(Data for this task):
////////////////////////////////////////////////////////////////////////////////
// This file is part of "Altair", an embeddable scripting programming         //
// language platform.                                                         //
//                                                                            //
// This work is free software, distributed under the terms of the MIT         //
// license, as published in the LICENSE file of the source code distribution. //
//                                                                            //
// This work is provided "as is", without any warranties, express or implied, //
// except where such disclaimers are legally invalid.                         //
////////////////////////////////////////////////////////////////////////////////

use std::{
    any::Any,
    fmt::{Debug, Display, Formatter},
    sync::{Arc, Mutex, MutexGuard, PoisonError},
};

use ahash::AHashMap;
use compact_str::CompactString;

use crate::{
    builtins::{self, hash::HashKey, structure::StructInstance, BuiltinKind},
    interop,
    runtime::{
        conversion,
        ident,
        ops,
        Context,
        Direction,
        Narrowing,
        Operator,
        RuntimeError,
        RuntimeResult,
        TypeHandle,
    },
};

// Cycles through self-referential containers are cut off during rendering.
const DISPLAY_DEPTH: usize = 16;

#[inline(always)]
pub(crate) fn lock<T>(mutex: &Mutex<T>) -> MutexGuard<'_, T> {
    mutex.lock().unwrap_or_else(PoisonError::into_inner)
}

#[derive(Clone)]
pub(crate) enum Payload {
    Void,
    Bool(bool),
    Int(i64),
    Real(f64),
    Char(char),
    Str(CompactString),
    List(Arc<Mutex<Vec<Cell>>>),
    Hash(Arc<Mutex<AHashMap<HashKey, Cell>>>),
    Struct(Arc<StructInstance>),
    Foreign(Arc<dyn Any + Send + Sync>),
}

/// The universal dynamically-typed value of the script runtime.
///
/// A cell is a pair of a payload and the [type descriptor](TypeHandle)
/// that handles it, plus a *type-locked* flag. Type-locked means the
/// value's type was fixed by its producer (a literal, a constructor
/// result) rather than inferred opportunistically. Overload resolution in
/// the interop bridge requires an exact or widening match for type-locked
/// arguments, and may attempt speculative conversion for unlocked ones.
///
/// Cells are value objects: they are cheap to clone and carry no identity
/// beyond their payload and type. The List, Hash, and Structure payloads
/// are shared containers, so a cloned cell aliases the same container
/// (reference semantics); the scalar payloads are copied.
///
/// ```
/// use altair::runtime::Cell;
///
/// let cell = Cell::from(42i64);
///
/// assert_eq!(cell.as_int(), Some(42));
/// assert!(cell.is_type_locked());
/// assert!(!cell.is_null());
/// assert!(Cell::null().is_null());
/// ```
#[derive(Clone)]
pub struct Cell {
    data: Payload,
    ty: TypeHandle,
    locked: bool,
}

impl Default for Cell {
    #[inline(always)]
    fn default() -> Self {
        Self::null()
    }
}

impl From<bool> for Cell {
    #[inline(always)]
    fn from(value: bool) -> Self {
        Self::from_payload(Payload::Bool(value), builtins::bool_type(), true)
    }
}

impl From<i64> for Cell {
    #[inline(always)]
    fn from(value: i64) -> Self {
        Self::from_payload(Payload::Int(value), builtins::int_type(), true)
    }
}

impl From<i32> for Cell {
    #[inline(always)]
    fn from(value: i32) -> Self {
        Self::from(value as i64)
    }
}

impl From<f64> for Cell {
    #[inline(always)]
    fn from(value: f64) -> Self {
        Self::from_payload(Payload::Real(value), builtins::real_type(), true)
    }
}

impl From<char> for Cell {
    #[inline(always)]
    fn from(value: char) -> Self {
        Self::from_payload(Payload::Char(value), builtins::char_type(), true)
    }
}

impl From<&str> for Cell {
    #[inline(always)]
    fn from(value: &str) -> Self {
        Self::from_payload(
            Payload::Str(CompactString::from(value)),
            builtins::string_type(),
            true,
        )
    }
}

impl From<String> for Cell {
    #[inline(always)]
    fn from(value: String) -> Self {
        Self::from_payload(
            Payload::Str(CompactString::from(value)),
            builtins::string_type(),
            true,
        )
    }
}

impl From<CompactString> for Cell {
    #[inline(always)]
    fn from(value: CompactString) -> Self {
        Self::from_payload(Payload::Str(value), builtins::string_type(), true)
    }
}

impl From<Vec<Cell>> for Cell {
    #[inline(always)]
    fn from(value: Vec<Cell>) -> Self {
        Self::from_payload(
            Payload::List(Arc::new(Mutex::new(value))),
            builtins::list_type(),
            true,
        )
    }
}

impl Display for Cell {
    #[inline(always)]
    fn fmt(&self, formatter: &mut Formatter<'_>) -> std::fmt::Result {
        self.fmt_value(formatter, false, DISPLAY_DEPTH)
    }
}

impl Debug for Cell {
    #[inline(always)]
    fn fmt(&self, formatter: &mut Formatter<'_>) -> std::fmt::Result {
        self.fmt_value(formatter, true, DISPLAY_DEPTH)
    }
}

(About this exercise): Work out how many lines of the entries contain the word "payloads", and answer with that number alone.

(Answer for the task): 2